§ **Your task**
Nothing past the line containing "validate_division_safety(&tree.root, &mut errors);" belongs in the output. Copy exactly every line of the data below from the first up to and including it.

§ **Records for this exercise**
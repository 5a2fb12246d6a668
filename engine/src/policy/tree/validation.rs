//! Decision-tree validation
//!
//! Pre-execution safety checks, run once at config load:
//! - Node ID uniqueness (forbids recursive self-reference)
//! - Tree depth limits
//! - Field and parameter reference validity
//! - Literal division-by-zero
//! - Category toggles (feature filtering)
//!
//! A tree that passes validation is treated as invariant for the rest of
//! the simulation.

use crate::policy::tree::context::EvalContext;
use crate::policy::tree::types::{
    Computation, Expression, PolicyTreeDef, TreeNode, Value, ValueOrCompute,
};
use crate::policy::{NodeCategory, PolicyToggles};
use std::collections::BTreeSet;
use thiserror::Error;

/// Maximum allowed tree depth
const MAX_TREE_DEPTH: usize = 64;

/// Validation errors
#[derive(Debug, Error, PartialEq, Eq)]
pub enum ValidationError {
    #[error("Duplicate node ID: {0}")]
    DuplicateNodeId(String),

    #[error("Tree depth {actual} exceeds maximum {max}")]
    ExcessiveDepth { actual: usize, max: usize },

    #[error("Field reference '{0}' not found in context")]
    InvalidFieldReference(String),

    #[error("Parameter reference '{0}' not found in tree parameters")]
    InvalidParameterReference(String),

    #[error("Division by literal zero at node {0}")]
    DivisionByZeroRisk(String),

    #[error("Node category {category:?} is forbidden by the policy feature toggles")]
    ForbiddenCategory { category: NodeCategory },
}

/// Validation result: all errors found, not just the first
pub type ValidationResult = Result<(), Vec<ValidationError>>;

/// Validate a decision tree before execution
///
/// `sample_context` is a representative context used to check field
/// references; field availability does not vary at runtime.
pub fn validate_tree(
    tree: &PolicyTreeDef,
    sample_context: &EvalContext,
    toggles: &PolicyToggles,
) -> ValidationResult {
    let mut errors = Vec::new();

    validate_node_id_uniqueness(&tree.root, &mut errors);
    validate_tree_depth(&tree.root, &mut errors);
    validate_field_references(&tree.root, sample_context, &mut errors);
    validate_parameter_references(tree, &mut errors);
    validate_division_safety(&tree.root, &mut errors);
    validate_categories(&tree.root, toggles, &mut errors);

    if errors.is_empty() {
        Ok(())
    } else {
        Err(errors)
    }
}

// ============================================================================
// Node ID uniqueness
// ============================================================================

fn validate_node_id_uniqueness(root: &TreeNode, errors: &mut Vec<ValidationError>) {
    let mut seen = BTreeSet::new();
    collect_node_ids(root, &mut seen, errors);
}

fn collect_node_ids(
    node: &TreeNode,
    seen: &mut BTreeSet<String>,
    errors: &mut Vec<ValidationError>,
) {
    if !seen.insert(node.node_id().to_string()) {
        errors.push(ValidationError::DuplicateNodeId(node.node_id().to_string()));
    }

    if let TreeNode::Condition {
        on_true, on_false, ..
    } = node
    {
        collect_node_ids(on_true, seen, errors);
        collect_node_ids(on_false, seen, errors);
    }
}

// ============================================================================
// Depth
// ============================================================================

fn validate_tree_depth(root: &TreeNode, errors: &mut Vec<ValidationError>) {
    let depth = compute_tree_depth(root, 0);
    if depth > MAX_TREE_DEPTH {
        errors.push(ValidationError::ExcessiveDepth {
            actual: depth,
            max: MAX_TREE_DEPTH,
        });
    }
}

fn compute_tree_depth(node: &TreeNode, current: usize) -> usize {
    match node {
        TreeNode::Action { .. } => current,
        TreeNode::Condition {
            on_true, on_false, ..
        } => compute_tree_depth(on_true, current + 1).max(compute_tree_depth(on_false, current + 1)),
    }
}

// ============================================================================
// Field references
// ============================================================================

fn validate_field_references(
    root: &TreeNode,
    sample_context: &EvalContext,
    errors: &mut Vec<ValidationError>,
) {
    let mut fields = BTreeSet::new();
    collect_field_references(root, &mut fields);
    for field in fields {
        if !sample_context.has_field(&field) {
            errors.push(ValidationError::InvalidFieldReference(field));
        }
    }
}

fn collect_field_references(node: &TreeNode, fields: &mut BTreeSet<String>) {
    match node {
        TreeNode::Condition {
            condition,
            on_true,
            on_false,
            ..
        } => {
            collect_fields_from_expression(condition, fields);
            collect_field_references(on_true, fields);
            collect_field_references(on_false, fields);
        }
        TreeNode::Action { parameters, .. } => {
            for voc in parameters.values() {
                collect_fields_from_voc(voc, fields);
            }
        }
    }
}

fn collect_fields_from_expression(expr: &Expression, fields: &mut BTreeSet<String>) {
    match expr {
        Expression::Equal { left, right }
        | Expression::NotEqual { left, right }
        | Expression::LessThan { left, right }
        | Expression::LessOrEqual { left, right }
        | Expression::GreaterThan { left, right }
        | Expression::GreaterOrEqual { left, right } => {
            collect_fields_from_value(left, fields);
            collect_fields_from_value(right, fields);
        }
        Expression::And { conditions } | Expression::Or { conditions } => {
            for cond in conditions {
                collect_fields_from_expression(cond, fields);
            }
        }
        Expression::Not { condition } => collect_fields_from_expression(condition, fields),
    }
}

fn collect_fields_from_value(value: &Value, fields: &mut BTreeSet<String>) {
    match value {
        Value::Field { field } => {
            fields.insert(field.clone());
        }
        Value::Compute { compute } => collect_fields_from_computation(compute, fields),
        _ => {}
    }
}

fn collect_fields_from_computation(comp: &Computation, fields: &mut BTreeSet<String>) {
    match comp {
        Computation::Add { left, right }
        | Computation::Subtract { left, right }
        | Computation::Multiply { left, right }
        | Computation::Divide { left, right } => {
            collect_fields_from_value(left, fields);
            collect_fields_from_value(right, fields);
        }
        Computation::Max { values } | Computation::Min { values } => {
            for value in values {
                collect_fields_from_value(value, fields);
            }
        }
        Computation::Abs { value } | Computation::Floor { value } => {
            collect_fields_from_value(value, fields);
        }
    }
}

fn collect_fields_from_voc(voc: &ValueOrCompute, fields: &mut BTreeSet<String>) {
    match voc {
        ValueOrCompute::Field { field } => {
            fields.insert(field.clone());
        }
        ValueOrCompute::Compute { compute } => collect_fields_from_computation(compute, fields),
        _ => {}
    }
}

// ============================================================================
// Parameter references
// ============================================================================

fn validate_parameter_references(tree: &PolicyTreeDef, errors: &mut Vec<ValidationError>) {
    let mut referenced = BTreeSet::new();
    collect_parameter_references(&tree.root, &mut referenced);

    for param in referenced {
        if !tree.parameters.contains_key(&param) {
            errors.push(ValidationError::InvalidParameterReference(param));
        }
    }
}

fn collect_parameter_references(node: &TreeNode, params: &mut BTreeSet<String>) {
    match node {
        TreeNode::Condition {
            condition,
            on_true,
            on_false,
            ..
        } => {
            collect_params_from_expression(condition, params);
            collect_parameter_references(on_true, params);
            collect_parameter_references(on_false, params);
        }
        TreeNode::Action { parameters, .. } => {
            for voc in parameters.values() {
                collect_params_from_voc(voc, params);
            }
        }
    }
}

fn collect_params_from_expression(expr: &Expression, params: &mut BTreeSet<String>) {
    match expr {
        Expression::Equal { left, right }
        | Expression::NotEqual { left, right }
        | Expression::LessThan { left, right }
        | Expression::LessOrEqual { left, right }
        | Expression::GreaterThan { left, right }
        | Expression::GreaterOrEqual { left, right } => {
            collect_params_from_value(left, params);
            collect_params_from_value(right, params);
        }
        Expression::And { conditions } | Expression::Or { conditions } => {
            for cond in conditions {
                collect_params_from_expression(cond, params);
            }
        }
        Expression::Not { condition } => collect_params_from_expression(condition, params),
    }
}

fn collect_params_from_value(value: &Value, params: &mut BTreeSet<String>) {
    match value {
        Value::Param { param } => {
            params.insert(param.clone());
        }
        Value::Compute { compute } => collect_params_from_computation(compute, params),
        _ => {}
    }
}

fn collect_params_from_computation(comp: &Computation, params: &mut BTreeSet<String>) {
    match comp {
        Computation::Add { left, right }
        | Computation::Subtract { left, right }
        | Computation::Multiply { left, right }
        | Computation::Divide { left, right } => {
            collect_params_from_value(left, params);
            collect_params_from_value(right, params);
        }
        Computation::Max { values } | Computation::Min { values } => {
            for value in values {
                collect_params_from_value(value, params);
            }
        }
        Computation::Abs { value } | Computation::Floor { value } => {
            collect_params_from_value(value, params);
        }
    }
}

fn collect_params_from_voc(voc: &ValueOrCompute, params: &mut BTreeSet<String>) {
    match voc {
        ValueOrCompute::Param { param } => {
            params.insert(param.clone());
        }
        ValueOrCompute::Compute { compute } => collect_params_from_computation(compute, params),
        _ => {}
    }
}

// ============================================================================
// Division safety
// ============================================================================

fn validate_division_safety(root: &TreeNode, errors: &mut Vec<ValidationError>) {
    check_division_in_node(root, errors);
}

fn check_division_in_node(node: &TreeNode, errors: &mut Vec<ValidationError>) {
    match node {
        TreeNode::Condition {
            condition,
            on_true,
            on_false,
            ..
        } => {
            check_division_in_expression(condition, node.node_id(), errors);
            check_division_in_node(on_true, errors);
            check_division_in_node(on_false, errors);
        }
        TreeNode::Action { parameters, .. } => {
            for voc in parameters.values() {
                if let ValueOrCompute::Compute { compute } = voc {
                    check_division_in_computation(compute, node.node_id(), errors);
                }
            }
        }
    }
}

fn check_division_in_expression(
    expr: &Expression,
    node_id: &str,
    errors: &mut Vec<ValidationError>,
) {
    match expr {
        Expression::Equal { left, right }
        | Expression::NotEqual { left, right }
        | Expression::LessThan { left, right }
        | Expression::LessOrEqual { left, right }
        | Expression::GreaterThan { left, right }
        | Expression::GreaterOrEqual { left, right } => {
            check_division_in_value(left, node_id, errors);
            check_division_in_value(right, node_id, errors);
        }
        Expression::And { conditions } | Expression::Or { conditions } => {
            for cond in conditions {
                check_division_in_expression(cond, node_id, errors);
            }
        }
        Expression::Not { condition } => check_division_in_expression(condition, node_id, errors),
    }
}

fn check_division_in_value(value: &Value, node_id: &str, errors: &mut Vec<ValidationError>) {
    if let Value::Compute { compute } = value {
        check_division_in_computation(compute, node_id, errors);
    }
}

§ **Task answer**
repository 5a2fb12246d6a668
filename engine/src/policy/tree/validation.rs
//! Decision-tree validation
//!
//! Pre-execution safety checks, run once at config load:
//! - Node ID uniqueness (forbids recursive self-reference)
//! - Tree depth limits
//! - Field and parameter reference validity
//! - Literal division-by-zero
//! - Category toggles (feature filtering)
//!
//! A tree that passes validation is treated as invariant for the rest of
//! the simulation.

use crate::policy::tree::context::EvalContext;
use crate::policy::tree::types::{
    Computation, Expression, PolicyTreeDef, TreeNode, Value, ValueOrCompute,
};
use crate::policy::{NodeCategory, PolicyToggles};
use std::collections::BTreeSet;
use thiserror::Error;

/// Maximum allowed tree depth
const MAX_TREE_DEPTH: usize = 64;

/// Validation errors
#[derive(Debug, Error, PartialEq, Eq)]
pub enum ValidationError {
    #[error("Duplicate node ID: {0}")]
    DuplicateNodeId(String),

    #[error("Tree depth {actual} exceeds maximum {max}")]
    ExcessiveDepth { actual: usize, max: usize },

    #[error("Field reference '{0}' not found in context")]
    InvalidFieldReference(String),

    #[error("Parameter reference '{0}' not found in tree parameters")]
    InvalidParameterReference(String),

    #[error("Division by literal zero at node {0}")]
    DivisionByZeroRisk(String),

    #[error("Node category {category:?} is forbidden by the policy feature toggles")]
    ForbiddenCategory { category: NodeCategory },
}

/// Validation result: all errors found, not just the first
pub type ValidationResult = Result<(), Vec<ValidationError>>;

/// Validate a decision tree before execution
///
/// `sample_context` is a representative context used to check field
/// references; field availability does not vary at runtime.
pub fn validate_tree(
    tree: &PolicyTreeDef,
    sample_context: &EvalContext,
    toggles: &PolicyToggles,
) -> ValidationResult {
    let mut errors = Vec::new();

    validate_node_id_uniqueness(&tree.root, &mut errors);
    validate_tree_depth(&tree.root, &mut errors);
    validate_field_references(&tree.root, sample_context, &mut errors);
    validate_parameter_references(tree, &mut errors);
    validate_division_safety(&tree.root, &mut errors);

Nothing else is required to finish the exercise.